**Required work**
Could you give the records below again exactly as they stand?

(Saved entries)
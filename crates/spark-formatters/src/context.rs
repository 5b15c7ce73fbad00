use std::any::Any;

use tokio::io::{AsyncRead, AsyncWrite};

use crate::cancellation::RequestAborted;
use crate::media::MediaType;
use crate::model::ModelType;
use crate::model_state::ModelState;

/// 请求体读取流。
pub type RequestBody<'a> = &'a mut (dyn AsyncRead + Unpin + Send);
/// 响应体写入流。
pub type ResponseBody<'a> = &'a mut (dyn AsyncWrite + Unpin + Send);

/// 输入格式化器的单次调用上下文。
///
/// # 契约说明（What）
/// - 上下文由宿主拥有，格式化器仅在一次 `read` 调用期间借用，调用结束后不得保留任何引用；
/// - `model_state` 只允许追加错误；
/// - `treat_empty_input_as_default` 由绑定点决定：`false` 时空请求体报告 `NoValue`。
pub struct InputFormatterContext<'a> {
    model_name: String,
    content_type: Option<MediaType>,
    model_type: ModelType,
    body: RequestBody<'a>,
    model_state: &'a mut ModelState,
    treat_empty_input_as_default: bool,
}

impl<'a> InputFormatterContext<'a> {
    /// 构造上下文。
    pub fn new(
        model_name: impl Into<String>,
        model_type: ModelType,
        body: RequestBody<'a>,
        model_state: &'a mut ModelState,
    ) -> Self {
        Self {
            model_name: model_name.into(),
            content_type: None,
            model_type,
            body,
            model_state,
            treat_empty_input_as_default: false,
        }
    }

    /// 设置请求声明的 `Content-Type`。
    pub fn with_content_type(mut self, content_type: Option<MediaType>) -> Self {
        self.content_type = content_type;
        self
    }

    /// 设置空请求体的处理方式。
    pub fn with_treat_empty_input_as_default(mut self, value: bool) -> Self {
        self.treat_empty_input_as_default = value;
        self
    }

    /// 绑定目标名称。
    pub fn model_name(&self) -> &str {
        &self.model_name
    }

    /// 请求声明的内容类型。
    pub fn content_type(&self) -> Option<&MediaType> {
        self.content_type.as_ref()
    }

    /// 目标模型类型。
    pub fn model_type(&self) -> &ModelType {
        &self.model_type
    }

    /// 请求体。
    pub fn body(&mut self) -> &mut (dyn AsyncRead + Unpin + Send) {
        &mut *self.body
    }

    /// 校验错误收集器。
    pub fn model_state(&mut self) -> &mut ModelState {
        &mut *self.model_state
    }

    /// 空请求体是否按默认值处理。
    pub fn treat_empty_input_as_default(&self) -> bool {
        self.treat_empty_input_as_default
    }
}

/// 输出格式化器的单次调用上下文。
///
/// `object_type` 是声明类型；为空时格式化器可以退而使用 `object` 的运行时类型。
/// `content_type` 在协商阶段由宿主填入候选值，选中后即为最终响应类型。
pub struct OutputFormatterWriteContext<'a> {
    content_type: Option<MediaType>,
    object_type: Option<ModelType>,
    object: Option<&'a (dyn Any + Send + Sync)>,
    body: ResponseBody<'a>,
    request_aborted: RequestAborted,
}

impl<'a> OutputFormatterWriteContext<'a> {
    /// 构造上下文。
    pub fn new(
        object_type: Option<ModelType>,
        object: Option<&'a (dyn Any + Send + Sync)>,
        body: ResponseBody<'a>,
    ) -> Self {
        Self {
            content_type: None,
            object_type,
            object,
            body,
            request_aborted: RequestAborted::new(),
        }
    }

    /// 指定请求取消信号。
    pub fn with_request_aborted(mut self, request_aborted: RequestAborted) -> Self {
        self.request_aborted = request_aborted;
        self
    }

    /// 设置候选/最终内容类型。
    pub fn set_content_type(&mut self, content_type: Option<MediaType>) {
        self.content_type = content_type;
    }

    /// 当前内容类型。
    pub fn content_type(&self) -> Option<&MediaType> {
        self.content_type.as_ref()
    }

    /// 声明类型。
    pub fn object_type(&self) -> Option<&ModelType> {
        self.object_type.as_ref()
    }

    /// 待写出的值。
    pub fn object(&self) -> Option<&'a (dyn Any + Send + Sync)> {
        self.object
    }

    /// 响应体。
    pub fn body(&mut self) -> &mut (dyn AsyncWrite + Unpin + Send) {
        &mut *self.body
    }

    /// 取消信号。
    pub fn request_aborted(&self) -> &RequestAborted {
        &self.request_aborted
    }
}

**Exercise response**
filename crates/spark-formatters/src/context.rs
repository 5b15c7ce73fbad00
use std::any::Any;

use tokio::io::{AsyncRead, AsyncWrite};

use crate::cancellation::RequestAborted;
use crate::media::MediaType;
use crate::model::ModelType;
use crate::model_state::ModelState;

/// 请求体读取流。
pub type RequestBody<'a> = &'a mut (dyn AsyncRead + Unpin + Send);
/// 响应体写入流。
pub type ResponseBody<'a> = &'a mut (dyn AsyncWrite + Unpin + Send);

/// 输入格式化器的单次调用上下文。
///
/// # 契约说明（What）
/// - 上下文由宿主拥有，格式化器仅在一次 `read` 调用期间借用，调用结束后不得保留任何引用；
/// - `model_state` 只允许追加错误；
/// - `treat_empty_input_as_default` 由绑定点决定：`false` 时空请求体报告 `NoValue`。
pub struct InputFormatterContext<'a> {
    model_name: String,
    content_type: Option<MediaType>,
    model_type: ModelType,
    body: RequestBody<'a>,
    model_state: &'a mut ModelState,
    treat_empty_input_as_default: bool,
}

impl<'a> InputFormatterContext<'a> {
    /// 构造上下文。
    pub fn new(
        model_name: impl Into<String>,
        model_type: ModelType,
        body: RequestBody<'a>,
        model_state: &'a mut ModelState,
    ) -> Self {
        Self {
            model_name: model_name.into(),
            content_type: None,
            model_type,
            body,
            model_state,
            treat_empty_input_as_default: false,
        }
    }

    /// 设置请求声明的 `Content-Type`。
    pub fn with_content_type(mut self, content_type: Option<MediaType>) -> Self {
        self.content_type = content_type;
        self
    }

    /// 设置空请求体的处理方式。
    pub fn with_treat_empty_input_as_default(mut self, value: bool) -> Self {
        self.treat_empty_input_as_default = value;
        self
    }

    /// 绑定目标名称。
    pub fn model_name(&self) -> &str {
        &self.model_name
    }

    /// 请求声明的内容类型。
    pub fn content_type(&self) -> Option<&MediaType> {
        self.content_type.as_ref()
    }

    /// 目标模型类型。
    pub fn model_type(&self) -> &ModelType {
        &self.model_type
    }

    /// 请求体。
    pub fn body(&mut self) -> &mut (dyn AsyncRead + Unpin + Send) {
        &mut *self.body
    }

    /// 校验错误收集器。
    pub fn model_state(&mut self) -> &mut ModelState {
        &mut *self.model_state
    }

    /// 空请求体是否按默认值处理。
    pub fn treat_empty_input_as_default(&self) -> bool {
        self.treat_empty_input_as_default
    }
}

/// 输出格式化器的单次调用上下文。
///
/// `object_type` 是声明类型；为空时格式化器可以退而使用 `object` 的运行时类型。
/// `content_type` 在协商阶段由宿主填入候选值，选中后即为最终响应类型。
pub struct OutputFormatterWriteContext<'a> {
    content_type: Option<MediaType>,
    object_type: Option<ModelType>,
    object: Option<&'a (dyn Any + Send + Sync)>,
    body: ResponseBody<'a>,
    request_aborted: RequestAborted,
}

impl<'a> OutputFormatterWriteContext<'a> {
    /// 构造上下文。
    pub fn new(
        object_type: Option<ModelType>,
        object: Option<&'a (dyn Any + Send + Sync)>,
        body: ResponseBody<'a>,
    ) -> Self {
        Self {
            content_type: None,
            object_type,
            object,
            body,
            request_aborted: RequestAborted::new(),
        }
    }

    /// 指定请求取消信号。
    pub fn with_request_aborted(mut self, request_aborted: RequestAborted) -> Self {
        self.request_aborted = request_aborted;
        self
    }

    /// 设置候选/最终内容类型。
    pub fn set_content_type(&mut self, content_type: Option<MediaType>) {
        self.content_type = content_type;
    }

    /// 当前内容类型。
    pub fn content_type(&self) -> Option<&MediaType> {
        self.content_type.as_ref()
    }

    /// 声明类型。
    pub fn object_type(&self) -> Option<&ModelType> {
        self.object_type.as_ref()
    }

    /// 待写出的值。
    pub fn object(&self) -> Option<&'a (dyn Any + Send + Sync)> {
        self.object
    }

    /// 响应体。
    pub fn body(&mut self) -> &mut (dyn AsyncWrite + Unpin + Send) {
        &mut *self.body
    }

    /// 取消信号。
    pub fn request_aborted(&self) -> &RequestAborted {
        &self.request_aborted
    }
}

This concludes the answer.